(Collected data entries)
use crate::metrics::RefreshOutcome;
use crate::process::GroupedSnapshot;
use crate::view::{RowTable, SortField, ViewState};
use std::sync::Arc;

/// Table state: the persisted view settings plus the rows on screen.
#[derive(serde::Deserialize, serde::Serialize, Default)]
#[serde(default)]
pub struct ProcessTable {
    pub view: ViewState,
    #[serde(skip)]
    pub search: String,
    #[serde(skip)]
    pub rows: RowTable,
    #[serde(skip)]
    snapshot: Arc<GroupedSnapshot>,
    #[serde(skip)]
    seen_generation: u64,
}

impl ProcessTable {
    pub fn snapshot(&self) -> &GroupedSnapshot {
        &self.snapshot
    }

    /// Takes in a refresh outcome. The reconcile result only describes the
    /// step from the previous generation, so a skipped generation rebuilds.
    pub fn sync(&mut self, outcome: &RefreshOutcome) {
        if outcome.generation == self.seen_generation {
            return;
        }
        let consecutive = outcome.generation == self.seen_generation + 1;
        self.seen_generation = outcome.generation;
        self.snapshot = Arc::clone(&outcome.snapshot);
        if consecutive {
            self.rows.apply(&outcome.reconcile, &self.snapshot, &mut self.view);
        } else {
            self.rows.rebuild(&self.snapshot, &mut self.view);
        }
    }

    /// Brings skipped state back in line with the persisted view after a
    /// load: the search box shows the active filter, paging starts over.
    pub fn restore(&mut self) {
        self.search = self.view.search_term().to_string();
        self.view.current_page = 0;
    }

    pub fn rederive(&mut self) {
        self.rows.rebuild(&self.snapshot, &mut self.view);
    }

    /// Pushes the search box into the view; rebuilds when the term changed.
    pub fn apply_search(&mut self) {
        if self.search != self.view.search_term() {
            self.view.set_search_term(self.search.clone());
            self.rederive();
        }
    }

    pub fn clear_search(&mut self) {
        self.search.clear();
        self.apply_search();
    }

    pub fn toggle_sort(&mut self, field: SortField) {
        self.view.toggle_sort(field);
        self.rederive();
    }

    pub fn prev_page(&mut self) {
        if self.view.has_prev() {
            self.view.prev_page();
            self.rederive();
        }
    }

    pub fn next_page(&mut self) {
        if self.view.has_next(self.rows.total_pages()) {
            self.view.next_page(self.rows.total_pages());
            self.rederive();
        }
    }
}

• [The problem] Take every line from the records above that has the word "GroupedSnapshot" and copy it.

• [Answer to the exercise]
use crate::process::GroupedSnapshot;
    snapshot: Arc<GroupedSnapshot>,
    pub fn snapshot(&self) -> &GroupedSnapshot {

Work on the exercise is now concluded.